▶ **Exercise requirements**
All lines from the opening of the data to the line containing "every keystroke restarts" must be returned unchanged, and only those lines.

▶ **Records shown**
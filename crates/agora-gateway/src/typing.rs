use std::sync::Arc;
use std::sync::atomic::{AtomicBool, Ordering};
use std::time::Duration;

use tokio::task::JoinHandle;
use tracing::debug;

use agora_store::TYPING_TIMEOUT;

use crate::commands::ChatCommands;

/// Debounces typing signals for one conversation.
///
/// The first keystroke emits `typing_indicator`; every keystroke restarts
/// an idle timer that emits `stop_typing` when it runs out. Must be used
/// from within a tokio runtime.
pub struct TypingIndicator {
    commands: ChatCommands,
    community_id: String,
    recipient_user_id: Option<String>,
    idle: Duration,
    typing: Arc<AtomicBool>,
    timer: Option<JoinHandle<()>>,
}

impl TypingIndicator {
    pub fn new(
        commands: ChatCommands,
        community_id: impl Into<String>,
        recipient_user_id: Option<String>,
    ) -> Self {
        Self {
            commands,
            community_id: community_id.into(),
            recipient_user_id,
            idle: TYPING_TIMEOUT,
            typing: Arc::new(AtomicBool::new(false)),
            timer: None,
        }
    }

    pub fn with_idle_timeout(mut self, idle: Duration) -> Self {
        self.idle = idle;
        self
    }

    /// Whether this indicator signals into the given conversation.
    pub fn is_for(&self, community_id: &str, recipient_user_id: Option<&str>) -> bool {
        self.community_id == community_id && self.recipient_user_id.as_deref() == recipient_user_id
    }

    pub fn is_typing(&self) -> bool {
        self.typing.load(Ordering::Acquire)
    }

    pub fn keystroke(&mut self) {
        if !self.typing.swap(true, Ordering::AcqRel) {
            if let Err(e) = self
                .commands
                .send_typing_indicator(&self.community_id, self.recipient_user_id.as_deref())
            {
                debug!("Typing indicator not sent: {}", e);
            }
        }

        self.cancel_timer();
        let commands = self.commands.clone();
        let typing = self.typing.clone();
        let community_id = self.community_id.clone();
        let recipient = self.recipient_user_id.clone();
        let idle = self.idle;
        self.timer = Some(tokio::spawn(async move {
            tokio::time::sleep(idle).await;
            if typing.swap(false, Ordering::AcqRel) {
                if let Err(e) = commands.stop_typing_indicator(&community_id, recipient.as_deref()) {
                    debug!("Stop typing not sent: {}", e);
                }
            }
        }));
    }

    /// Stop right away (e.g. the message was sent).
    pub fn stop(&mut self) {
        self.cancel_timer();
        if self.typing.swap(false, Ordering::AcqRel) {
            if let Err(e) = self
                .commands
                .stop_typing_indicator(&self.community_id, self.recipient_user_id.as_deref())
            {
                debug!("Stop typing not sent: {}", e);
            }
        }
    }

    fn cancel_timer(&mut self) {
        if let Some(timer) = self.timer.take() {
            timer.abort();
        }
    }
}

impl Drop for TypingIndicator {
    fn drop(&mut self) {
        self.cancel_timer();
    }
}
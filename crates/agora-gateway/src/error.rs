use std::time::Duration;

use agora_types::NormalizeError;

use crate::codec::CodecError;

/// Errors surfaced by the gateway client. `Clone` so a shared connection
/// attempt can hand the same outcome to every caller.
#[derive(Debug, Clone, PartialEq, thiserror::Error)]
pub enum GatewayError {
    #[error("Socket not connected")]
    NotConnected,

    /// Rejected locally before anything was sent.
    #[error("{0}")]
    Validation(String),

    /// The server acknowledged with `success: false`.
    #[error("{0}")]
    Rejected(String),

    #[error("No acknowledgement for {event} within {timeout:?}")]
    AckTimeout { event: String, timeout: Duration },

    #[error("Connection closed before the request was acknowledged")]
    ConnectionClosed,

    #[error("Connection timed out after {0:?}")]
    ConnectTimeout(Duration),

    #[error("Connection refused: {0}")]
    ConnectRejected(String),

    #[error("Transport error: {0}")]
    Transport(String),

    #[error("Protocol error: {0}")]
    Codec(#[from] CodecError),

    #[error("Invalid token: {0}")]
    InvalidToken(String),

    #[error("Invalid payload: {0}")]
    Payload(#[from] NormalizeError),

    #[error("Session storage error: {0}")]
    Session(String),
}

impl From<tokio_tungstenite::tungstenite::Error> for GatewayError {
    fn from(err: tokio_tungstenite::tungstenite::Error) -> Self {
        Self::Transport(err.to_string())
    }
}

impl From<serde_json::Error> for GatewayError {
    fn from(err: serde_json::Error) -> Self {
        Self::Transport(format!("failed to encode payload: {err}"))
    }
}
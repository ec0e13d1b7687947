//! Client configuration loaded from environment variables (and `.env`).

use std::path::PathBuf;
use std::time::Duration;

use agora_api::ApiConfig;
use agora_gateway::GatewayConfig;

#[derive(Debug, Clone)]
pub struct CliConfig {
    /// Chat server origin.
    /// Env: `AGORA_SERVER_URL`
    /// Default: `http://localhost:3000`
    pub server_url: String,

    /// REST API base.
    /// Env: `AGORA_API_URL`
    /// Default: `{server_url}/api`
    pub api_url: String,

    /// Bearer token used for both the socket handshake and REST calls.
    /// Env: `AGORA_TOKEN`
    pub token: Option<String>,

    /// Communities whose rooms are joined after connecting; the first one
    /// becomes active.
    /// Env: `AGORA_COMMUNITY_IDS` (comma separated)
    pub community_ids: Vec<String>,

    /// Env: `AGORA_ACK_TIMEOUT_SECS` (0 waits forever)
    /// Default: 15
    pub ack_timeout: Option<Duration>,

    /// Env: `AGORA_RECONNECT_ATTEMPTS` (0 disables reconnecting)
    /// Default: unlimited
    pub reconnect_attempts: Option<u32>,

    /// Where the current user id is remembered between runs.
    /// Env: `AGORA_SESSION_PATH`
    /// Default: `.agora/session.json`
    pub session_path: PathBuf,
}

impl Default for CliConfig {
    fn default() -> Self {
        Self {
            server_url: "http://localhost:3000".to_string(),
            api_url: "http://localhost:3000/api".to_string(),
            token: None,
            community_ids: Vec::new(),
            ack_timeout: Some(agora_gateway::config::DEFAULT_ACK_TIMEOUT),
            reconnect_attempts: None,
            session_path: PathBuf::from(".agora/session.json"),
        }
    }
}

impl CliConfig {
    pub fn from_env() -> Self {
        Self::from_lookup(|name| std::env::var(name).ok())
    }

    pub fn from_lookup(var: impl Fn(&str) -> Option<String>) -> Self {
        let mut config = Self::default();

        if let Some(url) = var("AGORA_SERVER_URL") {
            config.server_url = url.trim_end_matches('/').to_string();
        }
        config.api_url = var("AGORA_API_URL").unwrap_or_else(|| format!("{}/api", config.server_url));

        config.token = var("AGORA_TOKEN").filter(|t| !t.trim().is_empty());

        if let Some(ids) = var("AGORA_COMMUNITY_IDS") {
            config.community_ids = ids
                .split(',')
                .map(str::trim)
                .filter(|id| !id.is_empty())
                .map(str::to_string)
                .collect();
        }

        if let Some(raw) = var("AGORA_ACK_TIMEOUT_SECS") {
            match raw.parse::<u64>() {
                Ok(0) => config.ack_timeout = None,
                Ok(secs) => config.ack_timeout = Some(Duration::from_secs(secs)),
                Err(_) => tracing::warn!(value = %raw, "Invalid AGORA_ACK_TIMEOUT_SECS, using default"),
            }
        }

        if let Some(raw) = var("AGORA_RECONNECT_ATTEMPTS") {
            match raw.parse::<u32>() {
                Ok(n) => config.reconnect_attempts = Some(n),
                Err(_) => {
                    tracing::warn!(value = %raw, "Invalid AGORA_RECONNECT_ATTEMPTS, using default")
                }
            }
        }

        if let Some(path) = var("AGORA_SESSION_PATH") {
            config.session_path = PathBuf::from(path);
        }

        config
    }

    pub fn gateway_config(&self) -> GatewayConfig {
        let mut gateway = GatewayConfig::new(&self.server_url);
        gateway.ack_timeout = self.ack_timeout;
        match self.reconnect_attempts {
            Some(0) => gateway.reconnect.enabled = false,
            attempts => gateway.reconnect.max_attempts = attempts,
        }
        gateway
    }

    pub fn api_config(&self) -> ApiConfig {
        ApiConfig::new(&self.api_url)
    }
}
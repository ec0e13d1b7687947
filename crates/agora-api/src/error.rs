use agora_types::NormalizeError;

#[derive(Debug, thiserror::Error)]
pub enum ApiError {
    #[error("HTTP request failed: {0}")]
    Http(#[from] reqwest::Error),

    #[error("Not authenticated")]
    Unauthorized,

    #[error("Server returned {status}: {message}")]
    Status { status: u16, message: String },

    /// The server answered `{ success: false, error }`.
    #[error("{0}")]
    Rejected(String),

    #[error("Invalid response: {0}")]
    Payload(#[from] NormalizeError),

    #[error("File is too large ({size} bytes, limit is {limit} bytes)")]
    FileTooLarge { size: u64, limit: u64 },

    #[error("Cannot read file: {0}")]
    Io(#[from] std::io::Error),

    #[error("Invalid API URL: {0}")]
    InvalidUrl(String),

    #[error("No community selected")]
    NoActiveCommunity,
}
//! Text framing for Engine.IO v4 carrying Socket.IO v5 packets on the
//! default namespace.
//!
//! ```text
//! 0{"sid":..,"pingInterval":..,"pingTimeout":..}   open
//! 2 / 3                                              ping / pong
//! 40{"token":..}                                     socket connect
//! 42["event",{..}]   4212["event",{..}]              event (with ack id)
//! 4312[{..}]                                         ack
//! ```

use serde::Deserialize;
use serde_json::Value;

#[derive(Debug, Clone, PartialEq, Eq, thiserror::Error)]
pub enum CodecError {
    #[error("empty packet")]
    Empty,

    #[error("unknown packet type {0:?}")]
    UnknownType(char),

    #[error("binary packets are not supported")]
    Binary,

    #[error("namespace {0} is not supported")]
    Namespace(String),

    #[error("malformed packet body: {0}")]
    Body(String),
}

/// Parameters sent by the server when the transport opens.
#[derive(Debug, Clone, PartialEq, Eq, Deserialize)]
#[serde(rename_all = "camelCase")]
pub struct OpenHandshake {
    pub sid: String,
    #[serde(default)]
    pub upgrades: Vec<String>,
    pub ping_interval: u64,
    pub ping_timeout: u64,
    #[serde(default)]
    pub max_payload: Option<u64>,
}

#[derive(Debug, Clone, PartialEq)]
pub enum EnginePacket {
    Open(OpenHandshake),
    Close,
    Ping(Option<String>),
    Pong(Option<String>),
    Message(String),
    Upgrade,
    Noop,
}

impl EnginePacket {
    pub fn decode(text: &str) -> Result<Self, CodecError> {
        let mut chars = text.chars();
        let kind = chars.next().ok_or(CodecError::Empty)?;
        let body = chars.as_str();
        let probe = || (!body.is_empty()).then(|| body.to_string());

        match kind {
            '0' => serde_json::from_str(body)
                .map(Self::Open)
                .map_err(|e| CodecError::Body(e.to_string())),
            '1' => Ok(Self::Close),
            '2' => Ok(Self::Ping(probe())),
            '3' => Ok(Self::Pong(probe())),
            '4' => Ok(Self::Message(body.to_string())),
            '5' => Ok(Self::Upgrade),
            '6' => Ok(Self::Noop),
            'b' => Err(CodecError::Binary),
            other => Err(CodecError::UnknownType(other)),
        }
    }

    pub fn encode(&self) -> String {
        match self {
            // clients never send an open packet
            Self::Open(_) => "0".to_string(),
            Self::Close => "1".to_string(),
            Self::Ping(data) => format!("2{}", data.as_deref().unwrap_or_default()),
            Self::Pong(data) => format!("3{}", data.as_deref().unwrap_or_default()),
            Self::Message(body) => format!("4{body}"),
            Self::Upgrade => "5".to_string(),
            Self::Noop => "6".to_string(),
        }
    }
}

#[derive(Debug, Clone, PartialEq)]
pub enum SocketPacket {
    /// Client: handshake with auth payload. Server: connect ack with sid.
    Connect(Option<Value>),
    Disconnect,
    Event {
        id: Option<u64>,
        name: String,
        args: Vec<Value>,
    },
    Ack {
        id: u64,
        args: Vec<Value>,
    },
    ConnectError(Value),
}

impl SocketPacket {
    pub fn event(name: &str, payload: Value, id: Option<u64>) -> Self {
        Self::Event {
            id,
            name: name.to_string(),
            args: vec![payload],
        }
    }

    pub fn decode(body: &str) -> Result<Self, CodecError> {
        let mut chars = body.chars();
        let kind = chars.next().ok_or(CodecError::Empty)?;
        let mut rest = chars.as_str();

        if rest.starts_with('/') {
            let (nsp, tail) = rest.split_once(',').unwrap_or((rest, ""));
            if nsp != "/" {
                return Err(CodecError::Namespace(nsp.to_string()));
            }
            rest = tail;
        }

        let digits = rest.bytes().take_while(u8::is_ascii_digit).count();
        let (id, json) = rest.split_at(digits);
        let id = if id.is_empty() {
            None
        } else {
            Some(id.parse::<u64>().map_err(|e| CodecError::Body(e.to_string()))?)
        };

        let parse = |json: &str| -> Result<Value, CodecError> {
            serde_json::from_str(json).map_err(|e| CodecError::Body(e.to_string()))
        };

        match kind {
            '0' => Ok(Self::Connect(if json.is_empty() { None } else { Some(parse(json)?) })),
            '1' => Ok(Self::Disconnect),
            '2' => {
                let Value::Array(mut args) = parse(json)? else {
                    return Err(CodecError::Body("event body is not an array".into()));
                };
                if args.is_empty() {
                    return Err(CodecError::Body("event without a name".into()));
                }
                let Value::String(name) = args.remove(0) else {
                    return Err(CodecError::Body("event name is not a string".into()));
                };
                Ok(Self::Event { id, name, args })
            }
            '3' => {
                let id = id.ok_or_else(|| CodecError::Body("ack without an id".into()))?;
                match parse(json)? {
                    Value::Array(args) => Ok(Self::Ack { id, args }),
                    _ => Err(CodecError::Body("ack body is not an array".into())),
                }
            }
            '4' => Ok(Self::ConnectError(if json.is_empty() {
                Value::Null
            } else {
                parse(json)?
            })),
            '5' | '6' => Err(CodecError::Binary),
            other => Err(CodecError::UnknownType(other)),
        }
    }

    pub fn encode(&self) -> String {
        match self {
            Self::Connect(None) => "0".to_string(),
            Self::Connect(Some(data)) => format!("0{data}"),
            Self::Disconnect => "1".to_string(),
            Self::Event { id, name, args } => {
                let mut array = Vec::with_capacity(args.len() + 1);
                array.push(Value::String(name.clone()));
                array.extend(args.iter().cloned());
                format!("2{}{}", id_prefix(*id), Value::Array(array))
            }
            Self::Ack { id, args } => format!("3{id}{}", Value::Array(args.clone())),
            Self::ConnectError(data) => format!("4{data}"),
        }
    }

    /// Encode wrapped in an Engine.IO message packet, ready for the socket.
    pub fn to_frame(&self) -> String {
        EnginePacket::Message(self.encode()).encode()
    }
}

fn id_prefix(id: Option<u64>) -> String {
    id.map(|id| id.to_string()).unwrap_or_default()
}

/// Human-readable reason out of a `connect_error` payload.
pub fn connect_error_message(data: &Value) -> String {
    data.get("message")
        .and_then(Value::as_str)
        .map(str::to_string)
        .unwrap_or_else(|| match data {
            Value::String(s) => s.clone(),
            Value::Null => "connection refused".to_string(),
            other => other.to_string(),
        })
}

#[cfg(test)]
mod tests {
    use serde_json::json;

    use super::*;

    #[test]
    fn decodes_open_handshake() {
        let packet = EnginePacket::decode(
            r#"0{"sid":"abc","upgrades":[],"pingInterval":25000,"pingTimeout":20000,"maxPayload":1000000}"#,
        )
        .unwrap();
        let EnginePacket::Open(open) = packet else {
            panic!("expected open, got {packet:?}");
        };
        assert_eq!(open.sid, "abc");
        assert_eq!(open.ping_interval, 25000);
        assert_eq!(open.ping_timeout, 20000);
    }

    #[test]
    fn ping_answers_with_matching_pong() {
        assert_eq!(EnginePacket::decode("2").unwrap(), EnginePacket::Ping(None));
        assert_eq!(EnginePacket::Pong(None).encode(), "3");
        assert_eq!(EnginePacket::Pong(Some("probe".into())).encode(), "3probe");
    }

    #[test]
    fn encodes_event_with_ack_id() {
        let packet = SocketPacket::event("edit_message", json!({ "messageId": "m1" }), Some(12));
        assert_eq!(packet.to_frame(), r#"4212["edit_message",{"messageId":"m1"}]"#);
    }

    #[test]
    fn decodes_event_without_id() {
        let packet = SocketPacket::decode(r#"2["user_online",{"userId":"u1"}]"#).unwrap();
        assert_eq!(
            packet,
            SocketPacket::Event {
                id: None,
                name: "user_online".into(),
                args: vec![json!({ "userId": "u1" })],
            }
        );
    }

    #[test]
    fn decodes_ack() {
        let packet = SocketPacket::decode(r#"37[{"success":true}]"#).unwrap();
        assert_eq!(
            packet,
            SocketPacket::Ack {
                id: 7,
                args: vec![json!({ "success": true })],
            }
        );
    }

    #[test]
    fn decodes_connect_variants() {
        assert_eq!(
            SocketPacket::decode(r#"0{"sid":"s1"}"#).unwrap(),
            SocketPacket::Connect(Some(json!({ "sid": "s1" })))
        );
        assert_eq!(
            SocketPacket::decode("0/,").unwrap(),
            SocketPacket::Connect(None)
        );
        let SocketPacket::ConnectError(data) =
            SocketPacket::decode(r#"4{"message":"Authentication error"}"#).unwrap()
        else {
            panic!("expected connect_error");
        };
        assert_eq!(connect_error_message(&data), "Authentication error");
    }

    #[test]
    fn rejects_binary_and_foreign_namespaces() {
        assert_eq!(SocketPacket::decode(r#"51-["upload",{}]"#), Err(CodecError::Binary));
        assert_eq!(
            SocketPacket::decode(r#"2/admin,["x"]"#),
            Err(CodecError::Namespace("/admin".into()))
        );
        assert_eq!(EnginePacket::decode(""), Err(CodecError::Empty));
    }

    #[test]
    fn connect_frame_carries_token() {
        let frame = SocketPacket::Connect(Some(json!({ "token": "t" }))).to_frame();
        assert_eq!(frame, r#"40{"token":"t"}"#);
    }
}
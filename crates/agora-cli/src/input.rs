//! Parsing of the lines typed at the prompt.

use std::path::PathBuf;

use agora_types::models::DeleteType;

#[derive(Debug, Clone, PartialEq, Eq)]
pub enum Command {
    Say(String),
    Reply { message_id: String, content: String },
    Community(Option<String>),
    Direct(String),
    Older,
    Refresh,
    Edit { message_id: String, content: String },
    Delete { message_id: String, delete_type: DeleteType },
    React { message_id: String, emoji: String },
    Upload { path: PathBuf, caption: String },
    Who,
    Typing,
    Help,
    Quit,
}

pub const HELP: &str = "\
commands:
  <text>                       send to the active conversation
  /reply <id> <text>           reply to a message
  /community [id]              back to the community chat (optionally switch community)
  /dm <user id>                open a direct conversation
  /older                       load older direct messages
  /refresh                     re-fetch the newest direct messages
  /edit <id> <text>            edit one of your messages
  /delete <id> [me|everyone]   delete a message (default: everyone)
  /react <id> <emoji>          toggle a reaction
  /upload <path> [caption]     send a file
  /who                         list online members
  /typing                      show the conversation you are typing (stops after 3 s or on send)
  /quit";

/// `None` for blank lines.
pub fn parse(line: &str) -> Option<Result<Command, String>> {
    let line = line.trim();
    if line.is_empty() {
        return None;
    }
    let Some(rest) = line.strip_prefix('/') else {
        return Some(Ok(Command::Say(line.to_string())));
    };

    let (name, args) = split_word(rest);
    Some(match name {
        "quit" | "q" => Ok(Command::Quit),
        "help" | "h" => Ok(Command::Help),
        "who" => Ok(Command::Who),
        "typing" | "t" => Ok(Command::Typing),
        "older" => Ok(Command::Older),
        "refresh" => Ok(Command::Refresh),
        "community" => Ok(Command::Community(non_empty(args))),
        "dm" => non_empty(args)
            .map(Command::Direct)
            .ok_or_else(|| "usage: /dm <user id>".to_string()),
        "reply" => id_and_text(args, "usage: /reply <id> <text>")
            .map(|(message_id, content)| Command::Reply { message_id, content }),
        "edit" => id_and_text(args, "usage: /edit <id> <text>")
            .map(|(message_id, content)| Command::Edit { message_id, content }),
        "react" => id_and_text(args, "usage: /react <id> <emoji>")
            .map(|(message_id, emoji)| Command::React { message_id, emoji }),
        "delete" => {
            let (id, kind) = split_word(args);
            if id.is_empty() {
                Err("usage: /delete <id> [me|everyone]".to_string())
            } else if kind.is_empty() {
                Ok(Command::Delete {
                    message_id: id.to_string(),
                    delete_type: DeleteType::ForEveryone,
                })
            } else {
                DeleteType::parse(kind)
                    .map(|delete_type| Command::Delete {
                        message_id: id.to_string(),
                        delete_type,
                    })
                    .ok_or_else(|| format!("unknown delete type: {kind}"))
            }
        }
        "upload" => {
            let (path, caption) = split_word(args);
            if path.is_empty() {
                Err("usage: /upload <path> [caption]".to_string())
            } else {
                Ok(Command::Upload {
                    path: PathBuf::from(path),
                    caption: caption.to_string(),
                })
            }
        }
        other => Err(format!("unknown command: /{other} (try /help)")),
    })
}

fn split_word(s: &str) -> (&str, &str) {
    let s = s.trim();
    match s.split_once(char::is_whitespace) {
        Some((head, tail)) => (head, tail.trim()),
        None => (s, ""),
    }
}

fn non_empty(s: &str) -> Option<String> {
    let s = s.trim();
    (!s.is_empty()).then(|| s.to_string())
}

fn id_and_text(args: &str, usage: &str) -> Result<(String, String), String> {
    match split_word(args) {
        (id, text) if !id.is_empty() && !text.is_empty() => Ok((id.to_string(), text.to_string())),
        _ => Err(usage.to_string()),
    }
}
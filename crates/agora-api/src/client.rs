use std::time::Duration;

use reqwest::{Response, StatusCode, Url};
use serde_json::Value;

use crate::error::ApiError;

/// Uploads above this size are refused before any request is made.
pub const MAX_UPLOAD_BYTES: u64 = 50 * 1024 * 1024;

#[derive(Debug, Clone)]
pub struct ApiConfig {
    /// Base URL of the REST API, e.g. `https://api.example.org/api`.
    pub base_url: String,
    pub connect_timeout: Duration,
    /// Per-request timeout for JSON endpoints. Uploads are not bounded.
    pub request_timeout: Duration,
    pub max_upload_bytes: u64,
    /// Messages per page of conversation history.
    pub page_size: u32,
}

impl Default for ApiConfig {
    fn default() -> Self {
        Self {
            base_url: "http://localhost:3000/api".to_string(),
            connect_timeout: Duration::from_secs(10),
            request_timeout: Duration::from_secs(30),
            max_upload_bytes: MAX_UPLOAD_BYTES,
            page_size: 50,
        }
    }
}

impl ApiConfig {
    pub fn new(base_url: impl Into<String>) -> Self {
        Self {
            base_url: base_url.into(),
            ..Self::default()
        }
    }
}

/// Bearer-authenticated client for the chat REST endpoints.
#[derive(Debug, Clone)]
pub struct ApiClient {
    pub(crate) http: reqwest::Client,
    pub(crate) config: ApiConfig,
    pub(crate) token: String,
}

impl ApiClient {
    pub fn new(config: ApiConfig, token: impl Into<String>) -> Result<Self, ApiError> {
        let http = reqwest::Client::builder()
            .connect_timeout(config.connect_timeout)
            .build()?;
        Ok(Self {
            http,
            config,
            token: token.into(),
        })
    }

    pub fn config(&self) -> &ApiConfig {
        &self.config
    }

    /// Base URL with the given path segments appended (each one escaped).
    pub(crate) fn endpoint(&self, segments: &[&str]) -> Result<Url, ApiError> {
        let mut url =
            Url::parse(&self.config.base_url).map_err(|e| ApiError::InvalidUrl(e.to_string()))?;
        url.path_segments_mut()
            .map_err(|_| ApiError::InvalidUrl(self.config.base_url.clone()))?
            .pop_if_empty()
            .extend(segments);
        Ok(url)
    }

    /// Turn a response into its JSON body, mapping failures onto
    /// [`ApiError`].
    pub(crate) async fn json_body(&self, resp: Response) -> Result<Value, ApiError> {
        let status = resp.status();
        if status == StatusCode::UNAUTHORIZED {
            return Err(ApiError::Unauthorized);
        }
        if !status.is_success() {
            let text = resp.text().await.unwrap_or_default();
            return Err(ApiError::Status {
                status: status.as_u16(),
                message: error_message(&text).unwrap_or(text),
            });
        }

        let body: Value = resp.json().await?;
        if body.get("success").and_then(Value::as_bool) == Some(false) {
            return Err(ApiError::Rejected(
                error_message(&body.to_string())
                    .unwrap_or_else(|| "Request was rejected by the server".to_string()),
            ));
        }
        Ok(body)
    }
}

fn error_message(text: &str) -> Option<String> {
    let body: Value = serde_json::from_str(text).ok()?;
    ["error", "message"].iter().find_map(|key| match body.get(*key)? {
        Value::String(s) => Some(s.clone()),
        Value::Object(o) => o.get("message").and_then(Value::as_str).map(str::to_string),
        _ => None,
    })
}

▶ **Answer section**
filename crates/agora-gateway/src/typing.rs
use std::sync::Arc;
use std::sync::atomic::{AtomicBool, Ordering};
use std::time::Duration;

use tokio::task::JoinHandle;
use tracing::debug;

use agora_store::TYPING_TIMEOUT;

use crate::commands::ChatCommands;

/// Debounces typing signals for one conversation.
///
/// The first keystroke emits `typing_indicator`; every keystroke restarts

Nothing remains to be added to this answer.